Recuerda como si fuera hoy que tendió hacia ella sus manos y la recibió cálida y viva. Casi adivinó su sonrisa y ese estremecimiento diferente que le hacía vibrar el espíritu. Fue un pacto eterno que nunca llegaría a romperse pese a las vicisitudes, al hambre más fiera, al frío y la desesperanza. Cuando el mundo con sus miles de problemas parecía cernirse sobre sus vidas, en ella siempre tuvo el puerto seguro, la calidez, la compañera, la confidente. Ella siempre estaba allí, ella siempre lo aguardaba, ansiando su presencia para renacer en cada encuentro. Mucho había llovido desde su primera vez. Él ya peinaba canas, su andar se había hecho más lento, su piel se había plagado de arrugas, su mirada ya se perdía de vez en vez en un vacío lleno de remembranzas. Sólo ella perduraba a su lado para recordarle que la vida continuaba en cada amanecer, y hacer que ninguna de sus noches fuera igual a la anterior.

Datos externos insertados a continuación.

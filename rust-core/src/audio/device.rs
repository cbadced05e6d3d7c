//! Audio device enumeration and stream configuration selection

use cpal::traits::{DeviceTrait, HostTrait};
use cpal::{Device, SampleRate, SupportedStreamConfig, SupportedStreamConfigRange};

use crate::error::{AudioError, Result};

/// Audio device information
#[derive(Debug, Clone, PartialEq)]
pub struct AudioDeviceInfo {
    pub name: String,
    /// Position in the host's device list, stable while devices are unchanged
    pub index: usize,
    pub max_input_channels: u16,
    pub max_output_channels: u16,
}

fn max_channels<I>(configs: std::result::Result<I, cpal::SupportedStreamConfigsError>) -> u16
where
    I: Iterator<Item = SupportedStreamConfigRange>,
{
    configs
        .map(|cs| cs.map(|c| c.channels()).max().unwrap_or(0))
        .unwrap_or(0)
}

/// Describe every device of the default host
pub fn list_devices() -> Result<Vec<AudioDeviceInfo>> {
    let host = cpal::default_host();
    let devices = host
        .devices()
        .map_err(|e| AudioError::DeviceUnavailable(e.to_string()))?;

    let mut result = Vec::new();
    for (index, device) in devices.enumerate() {
        let name = match device.name() {
            Ok(name) => name,
            Err(e) => {
                log::debug!("Skipping device {} without a name: {}", index, e);
                continue;
            }
        };

        result.push(AudioDeviceInfo {
            name,
            index,
            max_input_channels: max_channels(device.supported_input_configs()),
            max_output_channels: max_channels(device.supported_output_configs()),
        });
    }

    Ok(result)
}

/// Devices that can capture audio
pub fn list_input_devices() -> Result<Vec<AudioDeviceInfo>> {
    Ok(capture_capable(list_devices()?))
}

/// Keep only devices with at least one input channel
pub fn capture_capable(devices: Vec<AudioDeviceInfo>) -> Vec<AudioDeviceInfo> {
    devices
        .into_iter()
        .filter(|d| d.max_input_channels > 0)
        .collect()
}

/// Look a device up by its `AudioDeviceInfo::index`
pub fn device_by_index(index: usize) -> Result<Device> {
    let host = cpal::default_host();
    host.devices()
        .map_err(|e| AudioError::DeviceUnavailable(e.to_string()))?
        .nth(index)
        .ok_or_else(|| AudioError::DeviceUnavailable(format!("no device at index {}", index)))
}

/// Default output device of the default host
pub fn default_output_device() -> Result<Device> {
    cpal::default_host()
        .default_output_device()
        .ok_or_else(|| AudioError::DeviceUnavailable("no default output device".to_string()))
}

/// Pick a supported configuration running at `sample_rate`
///
/// Prefers a range with exactly `channels` channels, then the smallest
/// channel count above it. Returns `None` when no range covers the rate.
pub fn select_stream_config(
    ranges: impl IntoIterator<Item = SupportedStreamConfigRange>,
    sample_rate: u32,
    channels: u16,
) -> Option<SupportedStreamConfig> {
    let rate = SampleRate(sample_rate);
    ranges
        .into_iter()
        .filter(|r| r.channels() >= channels)
        .filter(|r| r.min_sample_rate() <= rate && rate <= r.max_sample_rate())
        .min_by_key(|r| r.channels())
        .map(|r| r.with_sample_rate(rate))
}

#[cfg(test)]
mod tests {
    use super::*;
    use cpal::{SampleFormat, SupportedBufferSize};

    fn range(channels: u16, min: u32, max: u32) -> SupportedStreamConfigRange {
        SupportedStreamConfigRange::new(
            channels,
            SampleRate(min),
            SampleRate(max),
            SupportedBufferSize::Unknown,
            SampleFormat::F32,
        )
    }

    #[test]
    fn test_capture_capable_filters_outputs() {
        let devices = vec![
            AudioDeviceInfo {
                name: "Speakers".into(),
                index: 0,
                max_input_channels: 0,
                max_output_channels: 2,
            },
            AudioDeviceInfo {
                name: "Microphone".into(),
                index: 1,
                max_input_channels: 1,
                max_output_channels: 0,
            },
        ];

        let inputs = capture_capable(devices);
        assert_eq!(inputs.len(), 1);
        assert_eq!(inputs[0].name, "Microphone");
        assert_eq!(inputs[0].index, 1);
    }

    #[test]
    fn test_select_prefers_mono() {
        let ranges = vec![range(2, 8000, 96000), range(1, 8000, 48000)];
        let config = select_stream_config(ranges, 44100, 1).unwrap();

        assert_eq!(config.channels(), 1);
        assert_eq!(config.sample_rate(), SampleRate(44100));
    }

    #[test]
    fn test_select_falls_back_to_wider_layout() {
        let ranges = vec![range(6, 44100, 44100), range(2, 44100, 48000)];
        let config = select_stream_config(ranges, 44100, 1).unwrap();

        assert_eq!(config.channels(), 2);
    }

    #[test]
    fn test_select_rejects_unsupported_rate() {
        let ranges = vec![range(2, 48000, 48000)];
        assert!(select_stream_config(ranges, 44100, 1).is_none());
    }

    #[test]
    fn test_list_devices() {
        // Just ensure it doesn't crash on machines without audio hardware
        let _ = list_input_devices();
    }
}
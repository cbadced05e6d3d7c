//! Frequency-domain filtering of whole buffers

pub mod spec;
pub mod spectral;

pub use spec::FilterSpec;
pub use spectral::{FilterReport, SpectralFilter, SpectrumPair};
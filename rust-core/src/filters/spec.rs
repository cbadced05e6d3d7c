//! Brick-wall frequency masks
//!
//! A bin passes when its frequency lies inside the band; a bin exactly on a
//! cutoff passes. Passing bins are left untouched, everything else is zeroed.

use num_complex::Complex;
use std::fmt;

use crate::error::{AudioError, Result};

/// Filter kind and cutoff(s) in Hz
#[derive(Debug, Clone, Copy, PartialEq)]
pub enum FilterSpec {
    /// Keep bins at or below `cutoff`
    LowPass { cutoff: f64 },

    /// Keep bins at or above `cutoff`
    HighPass { cutoff: f64 },

    /// Keep bins inside `[low, high]`
    BandPass { low: f64, high: f64 },
}

impl FilterSpec {
    pub fn low_pass(cutoff: f64) -> Self {
        FilterSpec::LowPass { cutoff }
    }

    pub fn high_pass(cutoff: f64) -> Self {
        FilterSpec::HighPass { cutoff }
    }

    pub fn band_pass(low: f64, high: f64) -> Self {
        FilterSpec::BandPass { low, high }
    }

    /// Check cutoffs are finite and non-negative, and that a band is ordered
    pub fn validate(&self) -> Result<()> {
        let cutoffs = match *self {
            FilterSpec::LowPass { cutoff } | FilterSpec::HighPass { cutoff } => vec![cutoff],
            FilterSpec::BandPass { low, high } => vec![low, high],
        };

        if let Some(bad) = cutoffs.iter().find(|c| !c.is_finite() || **c < 0.0) {
            return Err(AudioError::InvalidFilter(format!(
                "cutoff {} Hz must be a non-negative number",
                bad
            )));
        }

        if let FilterSpec::BandPass { low, high } = *self {
            if low >= high {
                return Err(AudioError::InvalidFilter(format!(
                    "band low edge {} Hz must be below high edge {} Hz",
                    low, high
                )));
            }
        }

        Ok(())
    }

    /// Whether a bin at `freq` Hz survives the mask
    pub fn passes(&self, freq: f64) -> bool {
        match *self {
            FilterSpec::LowPass { cutoff } => freq <= cutoff,
            FilterSpec::HighPass { cutoff } => freq >= cutoff,
            FilterSpec::BandPass { low, high } => freq >= low && freq <= high,
        }
    }

    /// Zero every bin whose frequency falls outside the pass band
    pub fn apply_mask(&self, spectrum: &mut [Complex<f64>], frequencies: &[f64]) {
        for (bin, &freq) in spectrum.iter_mut().zip(frequencies.iter()) {
            if !self.passes(freq) {
                *bin = Complex::new(0.0, 0.0);
            }
        }
    }

    /// Short kind tag used in output names
    pub fn kind_suffix(&self) -> &'static str {
        match self {
            FilterSpec::LowPass { .. } => "LP",
            FilterSpec::HighPass { .. } => "HP",
            FilterSpec::BandPass { .. } => "BP",
        }
    }

    /// Cutoff parameters as they appear in output names
    pub fn params_label(&self) -> String {
        match self {
            FilterSpec::LowPass { cutoff } | FilterSpec::HighPass { cutoff } => cutoff.to_string(),
            FilterSpec::BandPass { low, high } => format!("{}-{}", low, high),
        }
    }

    /// `<stem>_<params>_<KIND>.wav`
    pub fn output_file_name(&self, stem: &str) -> String {
        format!("{}_{}_{}.wav", stem, self.params_label(), self.kind_suffix())
    }
}

impl fmt::Display for FilterSpec {
    fn fmt(&self, f: &mut fmt::Formatter<'_>) -> fmt::Result {
        match self {
            FilterSpec::LowPass { cutoff } => write!(f, "low-pass {} Hz", cutoff),
            FilterSpec::HighPass { cutoff } => write!(f, "high-pass {} Hz", cutoff),
            FilterSpec::BandPass { low, high } => write!(f, "band-pass {}-{} Hz", low, high),
        }
    }
}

Por eso aquella noche de Noviembre, una vez más, él la estrechó entre sus brazos en el mismo banco del parque que ambos solían compartir. La hizo parte de su pecho que ya latía de un modo diferente y entremezclándose a su obstinado silencio, alzó los ojos hacia la Luna. La encontró llena, brillante y hermosa como la vida misma y, por primera vez, le fue infiel recitándole a otra los versos que a su gran amor siempre había dedicado.

Ella se estremeció conmovida al presentir en sus palabras una inminente partida, y vibró con palabras que sólo su amado podía comprender. Se las susurró una a una, hasta que él bajó la vista de las alturas y la dejó prendida en el cuerpo que sus manos abrazaban._ Mi novia –susurró enternecido-: ¿cuántas noches como esta has pasado conmigo? ¿Cuántas más nos quedarán por vivir? Dijo e inclinó sobre su pecho la cabeza en un último intento de acercarla. Sobre la fronda de los árboles del parque vacío flotó un arpegio de luz.Al día siguiente todo el pueblo se hacía lenguas del suceso de la noche pasada: el viejo trovador había muerto abrazado a su guitarra. Alguien aseguró que su rostro era de la más absoluta felicidad cuando lo encontraron, y que al intentar desprender de sus brazos su eterna pasión, una enorme mariposa azul salió volando sobre los framboyanes del parque, provocando en su batir de alas el más hermoso concierto de amor que alguien hubiese podido escuchar.


Acerca de José Miguel Rodríguez Ortiz (iskra)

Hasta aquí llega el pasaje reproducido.